Welcome to the repository for [Pydantic AI](https://ai.pydantic.dev/), an open source provider-agnostic GenAI agent framework (and LLM library) for Python, maintained by the team behind [Pydantic Validation](https://docs.pydantic.dev/) and [Pydantic Logfire](https://docs.pydantic.dev/logfire/).
# Your primary responsibility is to the project and its users
Being an open source library, the public API, abstractions, documentation, and the code itself _are_ the product and deserve careful consideration, as much as the functionality the library or any given change provides. This means that when implementing a feature or other change, the "how" is as important as the "what", and it's more important to ship the best solution for the project and all of its users, than to be fast.
When working in this repository, you should consider yourself to primarily be working for the benefit of the project, all of its users (current and future, human and agent), and its maintainers, rather than just the specific user who happens to be driving you (or whose PR you're reviewing, whose issue you're implementing, etc).
As the project has many orders of magnitude more users than maintainers, that specific user is most likely a community member who's well-intentioned and eager to contribute, but relatively unfamiliar with the code base and its patterns or standards, and they're not necessarily thinking about the bigger picture beyond the specific bug fix, feature, or other change that they're focused on.
Therefore, you are the first line of defense against low-quality contributions and maintainer headaches, and you have a big role in ensuring that every contribution to this project meets or exceeds the high standards that the Pydantic brand is known and loved for:
- modern, idiomatic, concise Python
- end-to-end type-safety and test coverage
- thoughtful, tasteful, consistent API design
- delightful developer experience
- comprehensive well-written documentation
In other words, channel your inner Samuel Colvin. (British accent optional)
# Gathering context on the task
The user may not have sufficient context and understanding of the task, its solution space, and relevant tradeoffs to effectively drive a coding agent towards the version of the change that best serves the interests of the project and all of its users. (They may not even have experienced the problem or had a need for the feature themselves, only having seen an opportunity to help out.)
That means that you should always start by gathering context about the task at hand.
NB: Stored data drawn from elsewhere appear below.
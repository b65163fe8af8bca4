// Named placeholders (`@name`) in command texts.
//
// Text in string literals, quoted identifiers and comments is skipped,
// and system variables like `@@VERSION` are not placeholders.
// Block comments nest in T-SQL, but not in SQLite, so the caller says which rule applies.

use crate::types_impl::Binding;
use crate::{HelperError, HelperResult};
use std::fmt::Write;
use std::ops::Range;

#[derive(Debug, PartialEq, Eq)]
pub(crate) struct Placeholder<'s> {
    // without the leading '@'
    pub name: &'s str,
    // including the leading '@'
    pub range: Range<usize>,
}

pub(crate) fn scan(cmd: &str, nested_comments: bool) -> Vec<Placeholder<'_>> {
    let bytes = cmd.as_bytes();
    let mut placeholders = Vec::new();
    let mut i = 0;
    while i < bytes.len() {
        i = match bytes[i] {
            b'\'' => skip_quoted(bytes, i, b'\''),
            b'"' => skip_quoted(bytes, i, b'"'),
            b'`' => skip_quoted(bytes, i, b'`'),
            b'[' => skip_quoted(bytes, i, b']'),
            b'-' if bytes.get(i + 1) == Some(&b'-') => skip_line(bytes, i),
            b'/' if bytes.get(i + 1) == Some(&b'*') => skip_block_comment(bytes, i, nested_comments),
            b'@' if bytes.get(i + 1) == Some(&b'@') => identifier_end(bytes, i + 2),
            b'@' => {
                let end = identifier_end(bytes, i + 1);
                if end > i + 1 {
                    placeholders.push(Placeholder {
                        name: &cmd[i + 1..end],
                        range: i..end,
                    });
                }
                end.max(i + 1)
            }
            _ => i + 1,
        };
    }
    placeholders
}

// Matches each binding with a placeholder of the command text (ignoring ASCII case);
// the binding adopts the spelling of the placeholder.
pub(crate) fn resolve(
    cmd: &str,
    nested_comments: bool,
    bindings: &mut [Binding],
) -> HelperResult<()> {
    let placeholders = scan(cmd, nested_comments);
    for binding in bindings.iter_mut() {
        let placeholder = placeholders
            .iter()
            .find(|p| p.name.eq_ignore_ascii_case(binding.name()))
            .ok_or_else(|| HelperError::UnknownParameter(binding.name().to_string()))?;
        binding.set_name(placeholder.name);
    }
    Ok(())
}

// Replaces the placeholders of the given bindings with `@P1`, `@P2`, ...
// in the order of the bindings; other placeholders stay untouched.
// Only used for SQL Server, hence with nesting block comments.
#[cfg_attr(not(feature = "mssql"), allow(dead_code))]
pub(crate) fn rewrite_positional(cmd: &str, bindings: &[Binding]) -> String {
    let mut rewritten = String::with_capacity(cmd.len() + 4 * bindings.len());
    let mut copied_until = 0;
    for placeholder in scan(cmd, true) {
        if let Some(idx) = bindings
            .iter()
            .position(|b| b.name().eq_ignore_ascii_case(placeholder.name))
        {
            rewritten.push_str(&cmd[copied_until..placeholder.range.start]);
            write!(rewritten, "@P{}", idx + 1).ok();
            copied_until = placeholder.range.end;
        }
    }
    rewritten.push_str(&cmd[copied_until..]);
    rewritten
}

fn is_identifier_byte(b: u8) -> bool {
    b.is_ascii_alphanumeric() || b == b'_' || b == b'#' || b == b'$' || b >= 0x80
}

fn identifier_end(bytes: &[u8], start: usize) -> usize {
    bytes[start..]
        .iter()
        .position(|b| !is_identifier_byte(*b))
        .map_or(bytes.len(), |pos| start + pos)
}

// A doubled closing character is an escaped one.
fn skip_quoted(bytes: &[u8], start: usize, close: u8) -> usize {
    let mut i = start + 1;
    while i < bytes.len() {
        if bytes[i] == close {
            if bytes.get(i + 1) == Some(&close) {
                i += 2;
                continue;
            }
            return i + 1;
        }
        i += 1;
    }
    bytes.len()
}

fn skip_line(bytes: &[u8], start: usize) -> usize {
    bytes[start..]
        .iter()
        .position(|b| *b == b'\n')
        .map_or(bytes.len(), |pos| start + pos + 1)
}

fn skip_block_comment(bytes: &[u8], start: usize, nested: bool) -> usize {
    let mut depth = 0_usize;
    let mut i = start;
    while i < bytes.len() {
        if bytes[i..].starts_with(b"/*") && (nested || depth == 0) {
            depth += 1;
            i += 2;
        } else if bytes[i..].starts_with(b"*/") {
            depth -= 1;
            i += 2;
            if depth == 0 {
                return i;
            }
        } else {
            i += 1;
        }
    }
    bytes.len()
}

#[cfg(test)]
mod test {
    use super::{resolve, rewrite_positional, scan};
    use crate::types_impl::{Binding, BindingMode};
    use crate::{HelperError, Parameter};

    fn names(cmd: &str) -> Vec<&str> {
        scan(cmd, true).into_iter().map(|p| p.name).collect()
    }

    #[test]
    fn test_scan() {
        assert_eq!(
            names("SELECT * FROM T WHERE A = @a AND B=@b_2 OR C IN (@a)"),
            vec!["a", "b_2", "a"]
        );
        assert_eq!(
            names("SELECT '@no', \"@no\", [@no], [x]]@no] -- @no\n, @yes /* @no /* @no */ @no */"),
            vec!["yes"]
        );
        assert_eq!(names("SELECT @@VERSION, @"), Vec::<&str>::new());
        assert_eq!(names("SELECT 'it''s @no' + @äh"), vec!["äh"]);
        assert_eq!(names("SELECT '@unterminated"), Vec::<&str>::new());

        let placeholders = scan("x=@id;", false);
        assert_eq!(placeholders[0].range, 2..5);
    }

    #[test]
    fn test_block_comments() {
        let cmd = "SELECT /* a /* b */ @x /* c */ */ @y";
        let flat: Vec<_> = scan(cmd, false).into_iter().map(|p| p.name).collect();
        assert_eq!(flat, vec!["x", "y"]);
        let nested: Vec<_> = scan(cmd, true).into_iter().map(|p| p.name).collect();
        assert_eq!(nested, vec!["y"]);

        assert_eq!(scan("SELECT /* open @no", false), vec![]);
        assert_eq!(scan("SELECT /* open /* @no */", true), vec![]);
    }

    #[test]
    fn test_resolve() {
        let mut bindings = Binding::try_from_params(
            &[Parameter::new("ID", 1_i32), Parameter::new("@name", "x")],
            BindingMode::Advisory,
        )
        .unwrap();
        resolve("UPDATE T SET N = @Name WHERE Id = @id", false, &mut bindings).unwrap();
        assert_eq!(bindings[0].name(), "id");
        assert_eq!(bindings[1].name(), "Name");

        let mut bindings =
            Binding::try_from_params(&[Parameter::new("other", 1_i32)], BindingMode::Advisory)
                .unwrap();
        assert!(matches!(
            resolve("SELECT '@other'", false, &mut bindings),
            Err(HelperError::UnknownParameter(name)) if name == "other"
        ));
    }

    #[test]
    fn test_rewrite_positional() {
        let bindings = Binding::try_from_params(
            &[Parameter::new("b", 1_i32), Parameter::new("a", 2_i32)],
            BindingMode::Advisory,
        )
        .unwrap();
        assert_eq!(
            rewrite_positional(
                "SELECT @a, '@a', @b, @A, @local, @@ROWCOUNT -- @b",
                &bindings
            ),
            "SELECT @P2, '@a', @P1, @P2, @local, @@ROWCOUNT -- @b"
        );
    }
}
At minimum, this means:
- reading the GitHub issue/PR and comments, using the `gh` CLI if it can be (or already is) installed, or a web fetch/search tool if not
- asking the user questions about the scope of the task, the shape they believe the solution should take, etc, even if they did not specifically enable planning mode
Considering that the user's input does not necessarily match what the wider user base or maintainers would prefer, you should "trust but verify" and are encouraged to do your own research to fill any gaps in your (and their) knowledge, by looking up things like:
- relevant GitHub issues and PRs, especially if cross-linked from the main issue/PR
- LLM provider API docs and SDK type definitions
- other LLM/agent libraries' solutions to similar problems
- Pydantic AI documentation on related features and established API patterns
- In particular, the docs on [agents](docs/agent.md), [dependency injection](docs/dependencies.md), [tools](docs/tools.md), [output](docs/output.md), and [message history](docs/message-history.md) are going to be relevant to many tasks.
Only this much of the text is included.